**WHAT IS REQUIRED:** Below are entries. Pull out all lines containing "None".

··· RECORDS SUPPLIED

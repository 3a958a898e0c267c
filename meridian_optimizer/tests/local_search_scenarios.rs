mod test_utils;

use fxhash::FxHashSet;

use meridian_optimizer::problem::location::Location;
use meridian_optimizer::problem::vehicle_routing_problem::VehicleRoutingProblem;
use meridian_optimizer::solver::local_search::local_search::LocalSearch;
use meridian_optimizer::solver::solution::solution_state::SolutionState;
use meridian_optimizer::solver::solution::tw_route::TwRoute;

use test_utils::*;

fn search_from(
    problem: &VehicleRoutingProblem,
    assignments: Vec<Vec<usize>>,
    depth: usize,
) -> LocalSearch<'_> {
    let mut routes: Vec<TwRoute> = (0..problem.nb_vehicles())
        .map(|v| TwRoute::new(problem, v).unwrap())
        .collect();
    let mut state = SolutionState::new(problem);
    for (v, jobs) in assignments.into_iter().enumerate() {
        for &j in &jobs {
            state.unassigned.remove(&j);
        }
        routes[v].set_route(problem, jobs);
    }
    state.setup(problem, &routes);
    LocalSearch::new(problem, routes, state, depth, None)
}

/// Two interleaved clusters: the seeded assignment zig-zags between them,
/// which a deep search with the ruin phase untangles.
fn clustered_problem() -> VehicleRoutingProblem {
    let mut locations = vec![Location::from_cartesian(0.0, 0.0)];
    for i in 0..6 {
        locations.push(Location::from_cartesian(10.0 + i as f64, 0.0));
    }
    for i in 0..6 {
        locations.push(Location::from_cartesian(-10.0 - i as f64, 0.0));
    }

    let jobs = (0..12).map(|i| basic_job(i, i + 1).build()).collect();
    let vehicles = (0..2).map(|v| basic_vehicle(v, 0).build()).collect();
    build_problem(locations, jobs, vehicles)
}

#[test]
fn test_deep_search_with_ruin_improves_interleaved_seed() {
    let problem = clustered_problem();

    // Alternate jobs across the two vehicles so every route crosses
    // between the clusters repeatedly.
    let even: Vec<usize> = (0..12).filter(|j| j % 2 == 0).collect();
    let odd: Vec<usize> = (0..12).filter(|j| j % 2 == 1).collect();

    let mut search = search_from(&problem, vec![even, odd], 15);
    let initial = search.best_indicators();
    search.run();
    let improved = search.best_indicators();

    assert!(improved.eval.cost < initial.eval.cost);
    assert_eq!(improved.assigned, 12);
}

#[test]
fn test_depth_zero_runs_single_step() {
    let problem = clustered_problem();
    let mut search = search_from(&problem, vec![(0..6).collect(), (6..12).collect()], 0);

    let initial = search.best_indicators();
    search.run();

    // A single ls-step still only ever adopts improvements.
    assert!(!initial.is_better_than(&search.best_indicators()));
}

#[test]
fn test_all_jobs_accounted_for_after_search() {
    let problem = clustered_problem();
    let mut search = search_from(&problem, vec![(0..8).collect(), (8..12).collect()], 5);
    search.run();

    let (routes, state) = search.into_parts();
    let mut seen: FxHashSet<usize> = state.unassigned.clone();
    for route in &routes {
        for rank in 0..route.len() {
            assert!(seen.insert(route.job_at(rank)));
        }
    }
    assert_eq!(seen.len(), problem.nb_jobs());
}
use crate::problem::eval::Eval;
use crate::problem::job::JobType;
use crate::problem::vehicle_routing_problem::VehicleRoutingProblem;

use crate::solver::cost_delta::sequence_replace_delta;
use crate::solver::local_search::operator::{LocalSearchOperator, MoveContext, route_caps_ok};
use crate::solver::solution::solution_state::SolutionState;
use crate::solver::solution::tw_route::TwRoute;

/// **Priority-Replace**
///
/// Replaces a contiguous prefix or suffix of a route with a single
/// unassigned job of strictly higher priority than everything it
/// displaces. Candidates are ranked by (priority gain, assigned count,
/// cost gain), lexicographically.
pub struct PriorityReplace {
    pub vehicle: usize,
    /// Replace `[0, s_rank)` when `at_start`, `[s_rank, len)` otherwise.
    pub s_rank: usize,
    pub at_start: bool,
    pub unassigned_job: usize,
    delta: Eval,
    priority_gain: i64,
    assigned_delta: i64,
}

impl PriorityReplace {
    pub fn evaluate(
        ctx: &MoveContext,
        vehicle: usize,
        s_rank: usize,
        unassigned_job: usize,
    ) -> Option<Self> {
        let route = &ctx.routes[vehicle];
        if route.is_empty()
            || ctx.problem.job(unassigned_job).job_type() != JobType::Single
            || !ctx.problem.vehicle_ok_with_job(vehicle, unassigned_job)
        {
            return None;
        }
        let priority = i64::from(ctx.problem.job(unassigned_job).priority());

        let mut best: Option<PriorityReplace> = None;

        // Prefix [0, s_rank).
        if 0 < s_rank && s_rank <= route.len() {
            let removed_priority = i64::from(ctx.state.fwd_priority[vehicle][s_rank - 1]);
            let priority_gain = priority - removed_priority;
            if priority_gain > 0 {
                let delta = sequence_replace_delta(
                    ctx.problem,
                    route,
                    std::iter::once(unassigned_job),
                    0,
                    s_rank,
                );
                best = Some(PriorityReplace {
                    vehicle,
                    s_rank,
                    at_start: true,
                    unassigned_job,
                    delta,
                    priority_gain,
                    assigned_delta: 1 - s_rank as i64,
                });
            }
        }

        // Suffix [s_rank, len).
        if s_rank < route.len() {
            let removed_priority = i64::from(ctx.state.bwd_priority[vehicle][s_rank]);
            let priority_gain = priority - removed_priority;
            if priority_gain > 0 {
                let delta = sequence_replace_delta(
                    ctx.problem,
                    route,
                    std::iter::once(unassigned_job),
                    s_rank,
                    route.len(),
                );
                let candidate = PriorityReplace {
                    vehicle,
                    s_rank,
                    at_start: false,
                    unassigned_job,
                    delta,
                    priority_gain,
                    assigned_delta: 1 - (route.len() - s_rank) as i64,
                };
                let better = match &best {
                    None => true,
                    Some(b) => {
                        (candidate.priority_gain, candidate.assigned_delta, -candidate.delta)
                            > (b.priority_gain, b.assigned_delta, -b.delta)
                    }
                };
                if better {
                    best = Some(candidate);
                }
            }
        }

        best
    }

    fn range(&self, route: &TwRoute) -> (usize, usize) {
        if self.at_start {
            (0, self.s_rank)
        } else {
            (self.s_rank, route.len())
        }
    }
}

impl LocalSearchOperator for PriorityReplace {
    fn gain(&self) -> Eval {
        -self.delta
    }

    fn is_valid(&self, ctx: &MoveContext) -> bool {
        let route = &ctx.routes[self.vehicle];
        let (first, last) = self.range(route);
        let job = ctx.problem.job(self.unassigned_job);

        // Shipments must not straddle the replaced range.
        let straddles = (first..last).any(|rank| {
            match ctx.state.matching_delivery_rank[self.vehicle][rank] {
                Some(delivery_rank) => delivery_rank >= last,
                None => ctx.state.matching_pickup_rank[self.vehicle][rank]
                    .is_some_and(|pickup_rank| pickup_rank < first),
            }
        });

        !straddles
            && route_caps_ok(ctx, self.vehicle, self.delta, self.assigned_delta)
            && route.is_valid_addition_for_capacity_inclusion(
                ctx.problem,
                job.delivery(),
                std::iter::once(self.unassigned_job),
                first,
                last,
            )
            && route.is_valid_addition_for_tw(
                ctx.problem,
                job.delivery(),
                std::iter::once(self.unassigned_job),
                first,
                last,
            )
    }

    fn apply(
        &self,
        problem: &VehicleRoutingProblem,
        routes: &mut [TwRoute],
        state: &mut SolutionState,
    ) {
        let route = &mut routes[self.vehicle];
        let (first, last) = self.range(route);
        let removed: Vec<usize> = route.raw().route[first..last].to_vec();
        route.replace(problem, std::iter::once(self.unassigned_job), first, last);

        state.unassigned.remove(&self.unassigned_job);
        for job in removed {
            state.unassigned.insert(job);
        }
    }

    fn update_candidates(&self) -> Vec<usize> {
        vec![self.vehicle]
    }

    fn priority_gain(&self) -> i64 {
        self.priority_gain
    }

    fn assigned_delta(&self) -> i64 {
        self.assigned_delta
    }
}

······

**WRITTEN RESPONSE:**
    LocalSearch::new(problem, routes, state, depth, None)
            return None;
        let mut best: Option<PriorityReplace> = None;
                    None => true,
                None => ctx.state.matching_pickup_rank[self.vehicle][rank]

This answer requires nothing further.